En una finca de Hondarribia, el ganado empezó a adelgazar peligrosamente en el corral. Como esto sólo podía ser obra de una bruja según el sacerdote, le tendieron una trampa para atraparlo. Una tarde encendieron en el corral dos velas benditas que pusieron en una caja con la parte inferior abierta. Encima, colocaron una bolsa con objetos para esconder las velas benditas de la bruja.

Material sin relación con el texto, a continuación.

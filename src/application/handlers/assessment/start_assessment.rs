//! StartAssessmentHandler - Command handler for opening a questionnaire session.
//!
//! Loads the catalog from the question source, validates it against the
//! layout and reads the patient profile used by skip rules.

use std::sync::Arc;

use tracing::{info, warn};

use super::active_assessment::ActiveAssessment;
use crate::domain::foundation::{DomainError, PatientId};
use crate::domain::questionnaire::{
    NavigationEngine, QuestionCatalog, QuestionnaireError, QuestionnaireLayout,
};
use crate::ports::{PatientProfileReader, QuestionSource};

/// Command to start an assessment for a patient.
#[derive(Debug, Clone)]
pub struct StartAssessmentCommand {
    /// Patient taking the assessment; also the key for the profile lookup.
    pub patient_id: PatientId,
}

/// Error type for starting an assessment.
#[derive(Debug, Clone)]
pub enum StartAssessmentError {
    /// The question source could not be read.
    CatalogUnavailable(DomainError),
    /// The catalog or layout is unusable.
    Questionnaire(QuestionnaireError),
}

impl std::fmt::Display for StartAssessmentError {
    fn fmt(&self, f: &mut std::fmt::Formatter<'_>) -> std::fmt::Result {
        match self {
            StartAssessmentError::CatalogUnavailable(err) => {
                write!(f, "Catalog unavailable: {}", err)
            }
            StartAssessmentError::Questionnaire(err) => write!(f, "{}", err),
        }
    }
}

impl std::error::Error for StartAssessmentError {}

impl From<DomainError> for StartAssessmentError {
    fn from(err: DomainError) -> Self {
        StartAssessmentError::CatalogUnavailable(err)
    }
}

impl From<QuestionnaireError> for StartAssessmentError {
    fn from(err: QuestionnaireError) -> Self {
        StartAssessmentError::Questionnaire(err)
    }
}

/// Handler for starting assessments.
pub struct StartAssessmentHandler {
    question_source: Arc<dyn QuestionSource>,
    profile_reader: Arc<dyn PatientProfileReader>,
    layout: Arc<QuestionnaireLayout>,
    rollback_scores_on_back: bool,
}

impl StartAssessmentHandler {
    pub fn new(
        question_source: Arc<dyn QuestionSource>,
        profile_reader: Arc<dyn PatientProfileReader>,
        layout: Arc<QuestionnaireLayout>,
    ) -> Self {
        Self {
            question_source,
            profile_reader,
            layout,
            rollback_scores_on_back: true,
        }
    }

    pub fn with_score_rollback(mut self, enabled: bool) -> Self {
        self.rollback_scores_on_back = enabled;
        self
    }

    pub async fn handle(
        &self,
        cmd: StartAssessmentCommand,
    ) -> Result<ActiveAssessment, StartAssessmentError> {
        // 1. Load and validate the catalog
        let documents = self.question_source.get_ordered_questions().await?;
        let catalog = Arc::new(QuestionCatalog::load(documents)?);
        let engine = NavigationEngine::new(catalog, Arc::clone(&self.layout))?
            .with_score_rollback(self.rollback_scores_on_back);

        // 2. Profile problems only disable skip rules
        let profile = match self.profile_reader.get_patient_profile(&cmd.patient_id).await {
            Ok(profile) => profile,
            Err(err) => {
                warn!(
                    patient_id = %cmd.patient_id,
                    error = %err,
                    "Patient profile unavailable, skip rules disabled"
                );
                None
            }
        };

        // 3. Open the session
        let session = engine.start(cmd.patient_id, profile);
        info!(
            session_id = %session.id(),
            patient_id = %session.patient_id(),
            questions = engine.catalog().len(),
            "Assessment started"
        );

        Ok(ActiveAssessment::new(Arc::new(engine), session))
    }
}

#[cfg(test)]
mod tests {
    use super::*;
    use crate::domain::foundation::ErrorCode;
    use crate::domain::questionnaire::test_support::{embedded_documents, patient};
    use crate::domain::questionnaire::{BirthHistory, Gender, Phase, PatientProfile, QuestionDocument};
    use async_trait::async_trait;
    use std::sync::Mutex;

    // ───────────────────────────────────────────────────────────────
    // Mock implementations
    // ───────────────────────────────────────────────────────────────

    struct MockQuestionSource {
        documents: Vec<QuestionDocument>,
        fail: bool,
        calls: Mutex<usize>,
    }

    impl MockQuestionSource {
        fn new(documents: Vec<QuestionDocument>) -> Self {
            Self {
                documents,
                fail: false,
                calls: Mutex::new(0),
            }
        }

        fn failing() -> Self {
            Self {
                documents: Vec::new(),
                fail: true,
                calls: Mutex::new(0),
            }
        }
    }

    #[async_trait]
    impl QuestionSource for MockQuestionSource {
        async fn get_ordered_questions(&self) -> Result<Vec<QuestionDocument>, DomainError> {
            *self.calls.lock().unwrap() += 1;
            if self.fail {
                return Err(DomainError::new(
                    ErrorCode::CatalogLoadFailure,
                    "simulated catalog failure",
                ));
            }
            Ok(self.documents.clone())
        }
    }

    struct MockProfileReader {
        profile: Option<PatientProfile>,
        fail: bool,
    }

    #[async_trait]
    impl PatientProfileReader for MockProfileReader {
        async fn get_patient_profile(
            &self,
            _patient_id: &PatientId,
        ) -> Result<Option<PatientProfile>, DomainError> {
            if self.fail {
                return Err(DomainError::new(ErrorCode::DatabaseError, "profile store down"));
            }
            Ok(self.profile.clone())
        }
    }

    fn layout() -> Arc<QuestionnaireLayout> {
        Arc::new(QuestionnaireLayout::embedded().unwrap())
    }

    fn handler(source: MockQuestionSource, reader: MockProfileReader) -> StartAssessmentHandler {
        StartAssessmentHandler::new(Arc::new(source), Arc::new(reader), layout())
    }

    fn cmd() -> StartAssessmentCommand {
        StartAssessmentCommand {
            patient_id: patient("ana@example.com"),
        }
    }

    // ───────────────────────────────────────────────────────────────
    // Tests
    // ───────────────────────────────────────────────────────────────

    #[tokio::test]
    async fn starts_at_first_screening_question_with_profile() {
        let profile = PatientProfile::new(Some(Gender::Female), Some(BirthHistory::No));
        let handler = handler(
            MockQuestionSource::new(embedded_documents()),
            MockProfileReader {
                profile: Some(profile.clone()),
                fail: false,
            },
        );

        let active = handler.handle(cmd()).await.unwrap();

        assert_eq!(active.session().ordinal(), 0);
        assert_eq!(active.session().phase(), Phase::Screening);
        assert_eq!(active.session().profile(), Some(&profile));
        assert_eq!(active.progress().value(), 0);
        assert_eq!(active.current_question().unwrap().ordinal(), 0);
    }

    #[tokio::test]
    async fn catalog_failure_prevents_start() {
        let handler = handler(
            MockQuestionSource::failing(),
            MockProfileReader {
                profile: None,
                fail: false,
            },
        );

        let err = handler.handle(cmd()).await.err().unwrap();
        assert!(matches!(err, StartAssessmentError::CatalogUnavailable(_)));
    }

    #[tokio::test]
    async fn malformed_catalog_prevents_start() {
        let mut documents = embedded_documents();
        documents.truncate(20);
        let handler = handler(
            MockQuestionSource::new(documents),
            MockProfileReader {
                profile: None,
                fail: false,
            },
        );

        let err = handler.handle(cmd()).await.err().unwrap();
        assert!(matches!(
            err,
            StartAssessmentError::Questionnaire(QuestionnaireError::MalformedLayout(_))
        ));
    }

    #[tokio::test]
    async fn profile_failure_starts_without_skip_data() {
        let handler = handler(
            MockQuestionSource::new(embedded_documents()),
            MockProfileReader {
                profile: None,
                fail: true,
            },
        );

        let active = handler.handle(cmd()).await.unwrap();
        assert!(active.session().profile().is_none());
    }

    #[tokio::test]
    async fn catalog_is_loaded_once_per_start() {
        let source = Arc::new(MockQuestionSource::new(embedded_documents()));
        let handler = StartAssessmentHandler::new(
            source.clone(),
            Arc::new(MockProfileReader {
                profile: None,
                fail: false,
            }),
            layout(),
        );

        handler.handle(cmd()).await.unwrap();
        handler.handle(cmd()).await.unwrap();
        assert_eq!(*source.calls.lock().unwrap(), 2);
    }
}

No tardó en aparecer con la forma de un gato negro montado sobre una vaca, de forma amenazadora. Los hombres abandonaron su escondite y encendieron la luz. Inmediatamente, el gato les rogó que lo apagaran, pero ellos, temiendo que se escapara, lo dejaron encendido. Así, cuando amaneció, pudieron ver que el animal se había transformado en una anciana del barrio.


Un ladrón de morcillas

El día de San Martín, en una finca de Astigarrabia, un pueblo rural de la comarca de Mutriku, mataron al cerdo. Los habitantes de la casa notaron, consternados, que estaban robando morcillas, longanizas y algunos otros trozos buenos del animal. Esto desde hace varios años.

Por lo tanto, el dueño de la casa decidió vigilar. Terminada la matanza, nuestro hombre se escondió detrás de la puerta donde se guardaban los embutidos y esperó allí. Cuando llegó la noche, no tardó en aparecer un perrito. Un perro pequeño, de aspecto inofensivo, se dirigió directamente hacia el lugar donde se vendían los budines y las salchichas y se llevó a la boca varios trozos de embutido fresco. Evidentemente, efectivamente era el ladrón y no pudo llegar muy lejos con su botín porque el granjero empezó a golpear al perro, rompiéndole las patas traseras.

A pesar de esta desventaja, el animal logró escapar y salvar su vida. El dueño de la finca recogió sus morcillas y otros embutidos y luego contó a su familia lo sucedido. Al día siguiente, el sacristán apareció con ambas piernas rotas y no pudo explicar de manera convincente su accidente. Todo el mundo en Astigarribia empezó a pensar que el perro ladrón y el sacristán, probablemente un brujo, eran la misma persona.